Violence and the Single Factor
- Tuesday, January 15, 2013
Gun violence is tormenting America.
And most of the shooters are single men.
Consider the horror in Newtown, Connecticut, when a young single man killed 27 people, including his own mother.
This past Christmas Eve day, in suburban Rochester, New York, a middle-aged single man killed two firefighters and his own sister, while seven homes burned.
Also on Christmas Eve day, but in suburban Houston, Texas, a young single man killed a police officer and a bystander after he crashed his vehicle while being chased.
Then there’s the guy who shot Arizona congresswoman Gabrielle Giffords along with 18 other people, six of whom died, in 2011. Yup, he’s single.
And the guy who burst into the Colorado movie theater last summer, killing 12 people and injuring 59 others? Single.
Scary coincidence, or ominous statistic? Does gender combined with marital status have any role to play in such tragic violence? These are questions we don’t spend much time pondering, because for the most part, being male and single comprise two relatively generic characteristics of these shooters.
Indeed, many people more quickly point to the fact that all of these guys used guns to kill their victims. It’s been the impetus behind renewed calls for more gun control legislation. But no matter what you personally think about guns and gun control, might that debate really be a smokescreen keeping us from seeing the extent to which our sin nature corrupts our society?
What pushes people to kill, regardless of what they use as a weapon? Although it makes us uncomfortable to talk about, how much responsibility do all of us in our society have when it comes to factors that precipitate events like Newtown?
Particularly those of us who likely have more points of contact with singles in our communities?
Some Cultural Norms are Better Than Others
Yes, each of these gunmen is ultimately responsible for their decisions and actions. And mass murderers don’t have to be unmarried males. Yet as we look for answers in these shootings, and seek to prevent violence and preserve human life, are the rest of us ignoring opportunities to model Christ’s love, patience, and peace to people who may not fit our targeted social groups?
Besides their gender and marital status, most of these shooters display another similar characteristic: social disengagement. They were either ostracized from conventional groups, developmentally disabled, intellectually brilliant yet socially inept, or, at least in the Texas tragedy, fathering children out of wedlock. Not exactly guys most church singles groups would welcome with open arms.

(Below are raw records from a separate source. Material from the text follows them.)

// ABOUTME: Post-migration verification of row counts and a sample join
// ABOUTME: Compares the SQLite source against the PostgreSQL destination without modifying either

use super::descriptor::TableDescriptor;
use crate::{postgres, sqlite};
use anyhow::{bail, Context, Result};
use std::path::{Path, PathBuf};
use tokio_postgres::Client;

/// Result of one count query, with failures kept as messages
pub type CountOutcome = std::result::Result<i64, String>;

/// What verification found for one table
#[derive(Debug, Clone, PartialEq, Eq)]
pub enum Outcome {
    Compared { source: i64, destination: i64 },
    /// Either side could not be counted
    Unverified { reason: String },
}

#[derive(Debug, Clone, PartialEq, Eq)]
pub struct VerificationResult {
    pub table: String,
    pub outcome: Outcome,
}

impl VerificationResult {
    /// Combine the two counts for a table; any failure makes it unverified
    pub fn new(table: &str, source: CountOutcome, destination: CountOutcome) -> Self {
        let outcome = match (source, destination) {
            (Ok(source), Ok(destination)) => Outcome::Compared {
                source,
                destination,
            },
            (Err(e), _) => Outcome::Unverified {
                reason: format!("source: {}", e),
            },
            (_, Err(e)) => Outcome::Unverified {
                reason: format!("destination: {}", e),
            },
        };
        Self {
            table: table.to_string(),
            outcome,
        }
    }

    /// `Some(true)` when counts match, `None` when the table could not be verified
    pub fn matches(&self) -> Option<bool> {
        match self.outcome {
            Outcome::Compared {
                source,
                destination,
            } => Some(source == destination),
            Outcome::Unverified { .. } => None,
        }
    }
}

/// The illustrative join run against the destination
#[derive(Debug, Clone, PartialEq, Eq)]
pub struct JoinCheck {
    pub sql: String,
    /// Only present for joins derived from a foreign key
    pub source: Option<CountOutcome>,
    pub destination: CountOutcome,
}

impl JoinCheck {
    /// `Some(false)` only when both sides ran and returned different counts
    pub fn matches(&self) -> Option<bool> {
        match (&self.source, &self.destination) {
            (_, Err(_)) => None,
            (Some(Ok(s)), Ok(d)) => Some(s == d),
            (Some(Err(_)), Ok(_)) => None,
            (None, Ok(_)) => Some(true),
        }
    }
}

/// Full verification output
#[derive(Debug, Clone, PartialEq, Eq)]
pub struct VerificationReport {
    pub results: Vec<VerificationResult>,
    pub join: Option<JoinCheck>,
}

impl VerificationReport {
    pub fn matched(&self) -> usize {
        self.results
            .iter()
            .filter(|r| r.matches() == Some(true))
            .count()
    }

    pub fn mismatched(&self) -> Vec<&VerificationResult> {
        self.results
            .iter()
            .filter(|r| r.matches() == Some(false))
            .collect()
    }

    pub fn unverified(&self) -> Vec<&VerificationResult> {
        self.results
            .iter()
            .filter(|r| r.matches().is_none())
            .collect()
    }

    /// No count mismatches and the join (if any) did not disagree
    pub fn is_success(&self) -> bool {
        self.mismatched().is_empty()
            && self
                .join
                .as_ref()
                .map(|j| j.matches() != Some(false))
                .unwrap_or(true)
    }
}

/// Build a join count from the first usable foreign key
///
/// A foreign key is usable when its parent is among `tables` and its
/// referenced columns are known (explicitly, or through the parent's primary
/// key).
pub fn derive_join_query(tables: &[TableDescriptor]) -> Option<String> {
    for child in tables {
        for fk in &child.foreign_keys {
            if fk.is_self_reference(&child.name) {
                continue;
            }
            let Some(parent) = tables
                .iter()
                .find(|t| t.name.eq_ignore_ascii_case(&fk.referenced_table))
            else {
                continue;
            };

            let parent_columns = if fk.referenced_columns.is_empty() {
                &parent.primary_key
            } else {
                &fk.referenced_columns
            };
            if parent_columns.len() != fk.columns.len() || fk.columns.is_empty() {
                continue;
            }

            let on = fk
                .columns
                .iter()
                .zip(parent_columns)
                .map(|(c, p)| {
                    format!(
                        "c.{} = p.{}",
                        sqlite::quote_ident(c),
                        sqlite::quote_ident(p)
                    )
                })
                .collect::<Vec<_>>()
                .join(" AND ");

            return Some(format!(
                "SELECT COUNT(*) FROM {} c JOIN {} p ON {}",
                sqlite::quote_ident(&child.name),
                sqlite::quote_ident(&parent.name),
                on
            ));
        }
    }
    None
}

/// Accept only a single read query for the caller-supplied join
pub fn validate_join_query(sql: &str) -> Result<String> {
    let trimmed = sql.trim().trim_end_matches(';').trim();
    let lower = trimmed.to_lowercase();

    if !(lower.starts_with("select") || lower.starts_with("with")) {
        bail!("Join query must be a SELECT statement");
    }
    if trimmed.contains(';') {
        bail!("Join query must be a single statement");
    }
    Ok(trimmed.to_string())
}

/// Everything read from the SQLite side in one blocking pass
struct SourceSide {
    /// (canonical table name, count)
    counts: Vec<(String, CountOutcome)>,
    join_sql: Option<String>,
    join_count: Option<CountOutcome>,
}

fn read_source(path: &Path, tables: &[String], derive_join: bool) -> Result<SourceSide> {
    let conn = sqlite::open_source(path)?;
    let known = sqlite::list_tables(&conn)?;

    let requested: Vec<String> = if tables.is_empty() {
        known.clone()
    } else {
        tables
            .iter()
            .map(|t| {
                known
                    .iter()
                    .find(|k| k.eq_ignore_ascii_case(t))
                    .cloned()
                    .unwrap_or_else(|| t.clone())
            })
            .collect()
    };

    let counts = requested
        .iter()
        .map(|t| {
            let count = sqlite::count_rows(&conn, t).map_err(|e| format!("{:#}", e));
            (t.clone(), count)
        })
        .collect();

    let (join_sql, join_count) = if derive_join {
        // Tables that fail introspection simply do not contribute a join
        let descriptors: Vec<TableDescriptor> = requested
            .iter()
            .filter_map(|t| sqlite::describe_table(&conn, t).ok())
            .collect();
        match derive_join_query(&descriptors) {
            Some(sql) => {
                let count = sqlite::reader::query_count(&conn, &sql).map_err(|e| format!("{:#}", e));
                (Some(sql), Some(count))
            }
            None => (None, None),
        }
    } else {
        (None, None)
    };

    Ok(SourceSide {
        counts,
        join_sql,
        join_count,
    })
}

/// Compare source and destination for `tables` (all source tables when empty)
///
/// A missing source file is fatal and detected before any query runs.
/// Per-table failures on either side are reported as unverified rather than
/// aborting. When `join_query` is `None`, a join is derived from the first
/// foreign key and run on both sides; otherwise the supplied query is run on
/// the destination only.
pub async fn verify_migration(
    source_path: &Path,
    client: &mut Client,
    schema: &str,
    tables: &[String],
    join_query: Option<&str>,
) -> Result<VerificationReport> {
    sqlite::ensure_source_exists(source_path)?;

    let supplied_join = join_query.map(validate_join_query).transpose()?;

    let path: PathBuf = source_path.to_path_buf();
    let requested = tables.to_vec();
    let derive_join = supplied_join.is_none();
    let source = tokio::task::spawn_blocking(move || read_source(&path, &requested, derive_join))
        .await
        .context("Source verification task panicked")??;

    let mut results = Vec::with_capacity(source.counts.len());
    for (table, source_count) in source.counts {
        let destination_count = postgres::count_rows(client, schema, &table)
            .await
            .map_err(|e| format!("{:#}", e));
        results.push(VerificationResult::new(&table, source_count, destination_count));
    }

    let join = match (supplied_join, source.join_sql) {
        (Some(sql), _) => {
            let destination = postgres::query_count(client, schema, &sql)
                .await
                .map_err(|e| format!("{:#}", e));
            Some(JoinCheck {
                sql,
                source: None,
                destination,
            })
        }
        (None, Some(sql)) => {
            let destination = postgres::query_count(client, schema, &sql)
                .await
                .map_err(|e| format!("{:#}", e));
            Some(JoinCheck {
                sql,
                source: source.join_count,
                destination,
            })
        }
        (None, None) => None,
    };

    Ok(VerificationReport { results, join })
}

As believers in Christ, and churchgoers, perhaps we’re more accustomed than most people in our society to gathering together with other like-minded people on a regular basis. We have been socialized into a “Christianized” culture. And yes, at its best, America’s church culture can provide society with intangible benefits through our patterns of behaviors and expectations. When Paul admonishes us to “not forsake the assembling of ourselves together” he had plenty of good reasons for doing so. And basic, everyday accountability is one of those reasons.
It would be sloppy science to run data on each of these shooters and peg their church attendance – or lack of it – to their crimes. But here’s the point: the more interconnected we are, the more we tend to value our fellow humanity. Even if we’d like to throttle some of them by the neck sometimes, we’d never consider murder!
Granted, church isn’t the only socialization mechanism at our disposal. But as people of faith, we understand that the power of God is available in unique ways, and for divine purposes, within our faith communities. And we’re also held to a higher standard for helping others in our fellowship get involved in serving God.